Two versions of Sex and the City’s opening credits were actually shot. In the alternative opening credits, Parker isn’t wearing a signature piece of her character’s look. Instead, she’s wearing a sleeveless, knee-length, powder blue sheath dress.

“We did one pass where Sarah Jessica was wearing a blue dress and didn’t get splashed; instead, she trips when she sees the ad,” Star said. This opening, filmed in March 1998 on Fifth Avenue near Manhattan’s Plaza Hotel, was “a nod to The Dick Van Dyke Show.”

The lost blue dress was designed by Marc Jacobs and is from his Spring 1998 collection, during the height of late-’90s minimalism (in fact, it was modelled by Kate Moss on the runway). It may be a missed opportunity for Jacobs now, but in an interview on Here’s The Thing with Alec Baldwin, Parker revealed that at the time, no fashion designers were willing to lend the show any clothes. It wasn’t until that second season, when Fendi jumped in with their baguette bag, that the floodgates really opened — so if they were using that Marc Jacobs dress as a potential opening credits feature, odds are that Field either called in a favour or bought it herself.

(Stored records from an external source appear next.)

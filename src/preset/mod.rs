//! Flash-backed preset storage.
//!
//! Sixteen 20-byte presets live in flash page 0 and are mirrored in RAM. Saves
//! are staged: the new table is written, read back and compared before the RAM
//! copy is replaced, so a failed save never leaves a torn preset behind.

pub mod protocol;

use alloc::collections::BTreeMap;
use alloc::vec::Vec;

use spin::{Mutex, MutexGuard};

use crate::error::FlashError;

pub use protocol::PresetProtocol;

pub const PRESET_COUNT: usize = 16;
pub const PRESET_SIZE: usize = 20;

/// Flash page holding the preset table.
pub const PRESET_PAGE: usize = 0;

pub type Preset = [u8; PRESET_SIZE];
pub type PresetTable = [Preset; PRESET_COUNT];

/// Raw flash access provided by the platform.
pub trait Flash {
    fn open(&mut self) -> Result<(), FlashError>;
    fn close(&mut self) -> Result<(), FlashError>;
    fn read(&mut self, page: usize, buffer: &mut [u8]) -> Result<(), FlashError>;
    fn write(&mut self, page: usize, data: &[u8]) -> Result<(), FlashError>;
}

/// Open flash handle. Closes the device when dropped.
pub struct FlashSession<'a, F: Flash> {
    flash: MutexGuard<'a, F>,
}

impl<'a, F: Flash> FlashSession<'a, F> {
    fn open(mut flash: MutexGuard<'a, F>) -> Result<Self, FlashError> {
        flash.open()?;
        Ok(Self { flash })
    }

    pub fn read(&mut self, page: usize, buffer: &mut [u8]) -> Result<(), FlashError> {
        self.flash.read(page, buffer)
    }

    pub fn write(&mut self, page: usize, data: &[u8]) -> Result<(), FlashError> {
        self.flash.write(page, data)
    }

    /// Writes `data` and reads it back.
    pub fn write_verified(&mut self, page: usize, data: &[u8]) -> Result<(), FlashError> {
        self.flash.write(page, data)?;
        let mut check = alloc::vec![0u8; data.len()];
        self.flash.read(page, &mut check)?;
        if check != data {
            return Err(FlashError::Verify { page });
        }

        Ok(())
    }
}

impl<F: Flash> Drop for FlashSession<'_, F> {
    fn drop(&mut self) {
        if let Err(err) = self.flash.close() {
            log::warn!("closing flash failed: {err}");
        }
    }
}

pub struct PresetStore<F: Flash> {
    flash: Mutex<F>,
    presets: PresetTable,
    active: u8,
}

impl<F: Flash> PresetStore<F> {
    pub fn new(flash: F, defaults: PresetTable) -> Self {
        Self {
            flash: Mutex::new(flash),
            presets: defaults,
            active: 1,
        }
    }

    /// Opens flash for exclusive use. Fails with [`FlashError::Busy`] while
    /// another session is alive.
    pub fn session(&self) -> Result<FlashSession<'_, F>, FlashError> {
        let flash = self.flash.try_lock().ok_or(FlashError::Busy)?;
        FlashSession::open(flash)
    }

    /// Replaces the RAM table with the one stored in flash.
    pub fn load(&mut self) -> Result<(), FlashError> {
        let mut bytes = [0u8; PRESET_COUNT * PRESET_SIZE];
        self.session()?.read(PRESET_PAGE, &mut bytes)?;
        for (preset, chunk) in self.presets.iter_mut().zip(bytes.chunks_exact(PRESET_SIZE)) {
            preset.copy_from_slice(chunk);
        }

        Ok(())
    }

    /// Persists the current RAM table.
    pub fn save(&mut self) -> Result<(), FlashError> {
        let table = self.presets;
        self.persist(&table)
    }

    pub fn read(&self, slot: u8) -> Result<&Preset, FlashError> {
        self.presets
            .get(slot as usize)
            .ok_or(FlashError::InvalidSlot(slot))
    }

    /// Stores `preset` in `slot`, in flash first and then in RAM.
    pub fn write(&mut self, slot: u8, preset: &Preset) -> Result<(), FlashError> {
        let mut staged = self.presets;
        *staged
            .get_mut(slot as usize)
            .ok_or(FlashError::InvalidSlot(slot))? = *preset;
        self.persist(&staged)?;
        self.presets = staged;

        Ok(())
    }

    pub fn activate(&mut self, slot: u8) -> Result<(), FlashError> {
        if slot as usize >= PRESET_COUNT {
            return Err(FlashError::InvalidSlot(slot));
        }
        self.active = slot;
        log::debug!("preset {slot} active");

        Ok(())
    }

    pub fn active(&self) -> u8 {
        self.active
    }

    pub fn active_preset(&self) -> &Preset {
        &self.presets[self.active as usize % PRESET_COUNT]
    }

    pub fn presets(&self) -> &PresetTable {
        &self.presets
    }

    fn persist(&self, table: &PresetTable) -> Result<(), FlashError> {
        self.session()?
            .write_verified(PRESET_PAGE, table.as_flattened())
    }
}

/// Flash kept in RAM, for host-side simulation.
#[derive(Debug, Default, Clone)]
pub struct MemoryFlash {
    pages: BTreeMap<usize, Vec<u8>>,
    open: bool,
}

impl MemoryFlash {
    pub fn new() -> Self {
        Self::default()
    }

    pub fn is_open(&self) -> bool {
        self.open
    }

    pub fn page(&self, page: usize) -> Option<&[u8]> {
        self.pages.get(&page).map(Vec::as_slice)
    }
}

impl Flash for MemoryFlash {
    fn open(&mut self) -> Result<(), FlashError> {
        if self.open {
            return Err(FlashError::Busy);
        }
        self.open = true;
        Ok(())
    }

    fn close(&mut self) -> Result<(), FlashError> {
        self.open = false;
        Ok(())
    }

    fn read(&mut self, page: usize, buffer: &mut [u8]) -> Result<(), FlashError> {
        let stored = self.pages.get(&page).ok_or(FlashError::Io { page })?;
        let n = stored.len().min(buffer.len());
        buffer[..n].copy_from_slice(&stored[..n]);
        buffer[n..].fill(0xFF);
        Ok(())
    }

    fn write(&mut self, page: usize, data: &[u8]) -> Result<(), FlashError> {
        if !self.open {
            return Err(FlashError::Io { page });
        }
        self.pages.insert(page, data.to_vec());
        Ok(())
    }
}
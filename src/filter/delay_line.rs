//! Fixed-point delay line with fractional reads.

use crate::fixed::Sample;

use super::lagrange;

/// Circular sample history. `MAX_DELAY` must be a power of two.
#[derive(Debug, Clone)]
pub struct DelayLine<const MAX_DELAY: usize> {
    write_ptr: usize,
    line: [Sample; MAX_DELAY],
}

impl<const MAX_DELAY: usize> Default for DelayLine<MAX_DELAY> {
    fn default() -> Self {
        Self::new()
    }
}

impl<const MAX_DELAY: usize> DelayLine<MAX_DELAY> {
    const MASK: usize = {
        assert!(MAX_DELAY.is_power_of_two());
        MAX_DELAY - 1
    };

    pub fn new() -> Self {
        Self {
            write_ptr: 0,
            line: [0; MAX_DELAY],
        }
    }

    pub fn init(&mut self) {
        self.reset();
    }

    pub fn reset(&mut self) {
        self.line.fill(0);
        self.write_ptr = 0;
    }

    pub fn max_delay(&self) -> usize {
        MAX_DELAY
    }

    #[inline]
    pub fn write(&mut self, sample: Sample) {
        self.line[self.write_ptr] = sample;
        self.write_ptr = self.write_ptr.wrapping_sub(1) & Self::MASK;
    }

    /// Sample written `delay` writes ago (`delay = 1` is the newest).
    #[inline]
    pub fn read(&self, delay: usize) -> Sample {
        self.line[(self.write_ptr + delay) & Self::MASK]
    }

    /// Lagrange read between `delay`, `delay + 1` and `delay + 2` at `frac` (Q28).
    #[inline]
    pub fn read_lagrange(&self, delay: usize, frac: Sample) -> Sample {
        lagrange(
            frac,
            self.read(delay),
            self.read(delay + 1),
            self.read(delay + 2),
        )
    }
}
//! Host-side model of the two scheduling domains.
//!
//! The control domain runs every `sample_rate / CONTROL_RATE` audio ticks.
//! Host, control and pipeline only talk through [`Mailbox`]es.

use alloc::boxed::Box;

use crate::property::{Mailbox, Property};

use super::{Control, DeviceOutput, Effect, Frame, Pipeline};

/// Control domain tick rate in Hz.
pub const CONTROL_RATE: u32 = 1000;

pub struct Device<C: Control + ?Sized, E: Effect + ?Sized> {
    control: Box<C>,
    pipeline: Pipeline<E>,
    host_to_control: Mailbox,
    control_to_host: Mailbox,
    control_to_pipeline: Mailbox,
    ticks_per_control: u64,
}

impl<C: Control + ?Sized, E: Effect + ?Sized> Device<C, E> {
    pub fn new(control: Box<C>, effect: Box<E>, sample_rate: u32) -> Self {
        Self {
            control,
            pipeline: Pipeline::new(effect),
            host_to_control: Mailbox::new(),
            control_to_host: Mailbox::new(),
            control_to_pipeline: Mailbox::new(),
            ticks_per_control: (sample_rate / CONTROL_RATE).max(1) as u64,
        }
    }

    pub fn initialize(&mut self) {
        self.control.initialize();
        self.pipeline.initialize();
    }

    pub fn pipeline(&self) -> &Pipeline<E> {
        &self.pipeline
    }

    pub fn pipeline_mut(&mut self) -> &mut Pipeline<E> {
        &mut self.pipeline
    }

    /// Queues a property from the host for the next control tick.
    pub fn send(&self, property: &Property) {
        self.host_to_control.post(property);
    }

    /// Takes the latest reply for the host, if any.
    pub fn receive(&self) -> Property {
        self.control_to_host.take()
    }

    /// Runs the control domain once and returns its host reply.
    pub fn control_tick(&mut self, rcv: &Property) -> Property {
        let mut snd = Property::EMPTY;
        let mut dsp = Property::EMPTY;
        self.control.control(rcv, &mut snd, &mut dsp);
        self.control_to_pipeline.post(&dsp);

        snd
    }

    /// Runs one audio tick, preceded by a control tick when one is due.
    pub fn tick(&mut self, usb_output: &Frame, adc_output: &Frame) -> DeviceOutput {
        if self.pipeline.ticks() % self.ticks_per_control == 0 {
            let rcv = self.host_to_control.take();
            let snd = self.control_tick(&rcv);
            self.control_to_host.post(&snd);
        }

        self.pipeline
            .tick(&self.control_to_pipeline, usb_output, adc_output)
    }
}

Interestingly, many of those involved in making the final decision between the two opening ensembles favoured the blue dress, but Field says she was adamant that the tutu and tank be used because the dress would date easily, while her favoured look would not.

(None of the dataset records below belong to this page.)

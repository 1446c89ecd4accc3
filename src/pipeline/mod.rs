//! Five-stage audio pipeline.
//!
//! Every audio tick the mixer exchanges samples with the device, then the five
//! stages each process one frame. A frame entering stage 1 on tick `t` reaches
//! stage 5 on tick `t + 4` and is handed to the mixer on tick `t + 5`, so the
//! pipeline delays every effect by exactly [`LATENCY`] samples.
//!
//! The property taken from the control mailbox on a tick is attached to the
//! frame that enters stage 1 and travels with it, so every stage observes a
//! given property exactly once.

pub mod device;

use alloc::boxed::Box;

use dyn_clone::DynClone;

use crate::fixed::Sample;
use crate::property::{Mailbox, Property};

pub use device::{Device, CONTROL_RATE};

/// Slots per frame.
pub const FRAME_SIZE: usize = 32;

/// Number of pipeline stages.
pub const STAGE_COUNT: usize = 5;

/// Pipeline delay in audio ticks.
pub const LATENCY: usize = STAGE_COUNT;

/// Sample routing scratchpad handed from stage to stage.
pub type Frame = [Sample; FRAME_SIZE];

/// Device-side frames seen by the mixer. USB and ADC/DAC frames are Q31, DSP
/// frames are Q28.
pub struct MixerIo<'a> {
    /// Audio from the host.
    pub usb_output: &'a Frame,
    /// Audio to the host.
    pub usb_input: &'a mut Frame,
    /// Samples from the ADC.
    pub adc_output: &'a Frame,
    /// Samples to the DAC.
    pub dac_input: &'a mut Frame,
    /// Output of stage 5.
    pub dsp_output: &'a Frame,
    /// Input of stage 1.
    pub dsp_input: &'a mut Frame,
}

/// Audio-domain half of an effect.
///
/// Stage and mixer methods must not block, allocate or fail.
pub trait Effect: Send + DynClone {
    /// Called once before the first tick.
    fn initialize(&mut self) {}

    fn mixer(&mut self, io: MixerIo<'_>, property: &Property);

    fn stage1(&mut self, frame: &mut Frame, property: &Property);
    fn stage2(&mut self, frame: &mut Frame, property: &Property);
    fn stage3(&mut self, frame: &mut Frame, property: &Property);
    fn stage4(&mut self, frame: &mut Frame, property: &Property);
    fn stage5(&mut self, frame: &mut Frame, property: &Property);
}

dyn_clone::clone_trait_object!(Effect);

/// Control-domain half of an effect, run at [`CONTROL_RATE`].
pub trait Control: Send {
    /// Called once before the first control tick.
    fn initialize(&mut self) {}

    /// Handles the host property `rcv`. A reply for the host goes into `snd`,
    /// a property for the pipeline into `dsp`; both start out empty.
    fn control(&mut self, rcv: &Property, snd: &mut Property, dsp: &mut Property);
}

/// Frames produced by the mixer on one tick.
#[derive(Debug, Clone, PartialEq, Eq)]
pub struct DeviceOutput {
    pub usb_input: Frame,
    pub dac_input: Frame,
}

impl Default for DeviceOutput {
    fn default() -> Self {
        Self {
            usb_input: [0; FRAME_SIZE],
            dac_input: [0; FRAME_SIZE],
        }
    }
}

#[derive(Debug, Clone)]
struct InFlight {
    frame: Frame,
    property: Property,
}

impl Default for InFlight {
    fn default() -> Self {
        Self {
            frame: [0; FRAME_SIZE],
            property: Property::EMPTY,
        }
    }
}

pub struct Pipeline<E: Effect + ?Sized> {
    effect: Box<E>,
    /// `in_flight[k]` holds the output of stage `k + 1` from the last tick.
    in_flight: [InFlight; STAGE_COUNT],
    ticks: u64,
}

impl<E: Effect + ?Sized> Clone for Pipeline<E>
where
    Box<E>: Clone,
{
    fn clone(&self) -> Self {
        Self {
            effect: self.effect.clone(),
            in_flight: self.in_flight.clone(),
            ticks: self.ticks,
        }
    }
}

impl<E: Effect + ?Sized> Pipeline<E> {
    pub fn new(effect: Box<E>) -> Self {
        Self {
            effect,
            in_flight: Default::default(),
            ticks: 0,
        }
    }

    pub fn initialize(&mut self) {
        self.effect.initialize();
    }

    /// Drops every in-flight frame.
    pub fn flush(&mut self) {
        self.in_flight = Default::default();
    }

    pub fn effect(&self) -> &E {
        &self.effect
    }

    pub fn effect_mut(&mut self) -> &mut E {
        &mut self.effect
    }

    /// Audio ticks run so far.
    pub fn ticks(&self) -> u64 {
        self.ticks
    }

    /// Runs one audio tick.
    pub fn tick(
        &mut self,
        mailbox: &Mailbox,
        usb_output: &Frame,
        adc_output: &Frame,
    ) -> DeviceOutput {
        let property = mailbox.take();
        let mut output = DeviceOutput::default();
        let mut dsp_input = [0; FRAME_SIZE];
        let dsp_output = self.in_flight[STAGE_COUNT - 1].frame;

        self.effect.mixer(
            MixerIo {
                usb_output,
                usb_input: &mut output.usb_input,
                adc_output,
                dac_input: &mut output.dac_input,
                dsp_output: &dsp_output,
                dsp_input: &mut dsp_input,
            },
            &property,
        );

        // Later stages first, so each one consumes its predecessor's output
        // from the previous tick.
        for k in (1..STAGE_COUNT).rev() {
            self.in_flight[k] = self.in_flight[k - 1].clone();
            let InFlight { frame, property } = &mut self.in_flight[k];
            run_stage(&mut *self.effect, k, frame, property);
        }
        self.in_flight[0] = InFlight {
            frame: dsp_input,
            property,
        };
        let InFlight { frame, property } = &mut self.in_flight[0];
        run_stage(&mut *self.effect, 0, frame, property);

        self.ticks += 1;

        output
    }
}

#[inline]
fn run_stage<E: Effect + ?Sized>(
    effect: &mut E,
    index: usize,
    frame: &mut Frame,
    property: &Property,
) {
    match index {
        0 => effect.stage1(frame, property),
        1 => effect.stage2(frame, property),
        2 => effect.stage3(frame, property),
        3 => effect.stage4(frame, property),
        _ => effect.stage5(frame, property),
    }
}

In the end, the tutu won out, and Field says it couldn’t have been more symbolic of who Carrie was as a character. “It was such a brilliant choice because, in a way, Carrie’s dancing through her life in New York,” Field said.

Really makes you wonder if the alternate version of Carrie – this more buttoned-up, tutu-less, blue-dress-wearing Carrie – would have ended up with Aidan or Petrovsky instead of Mr. Big. Looks like we’ll never know.

Want more? You can read other stories from our The Story Of series right here.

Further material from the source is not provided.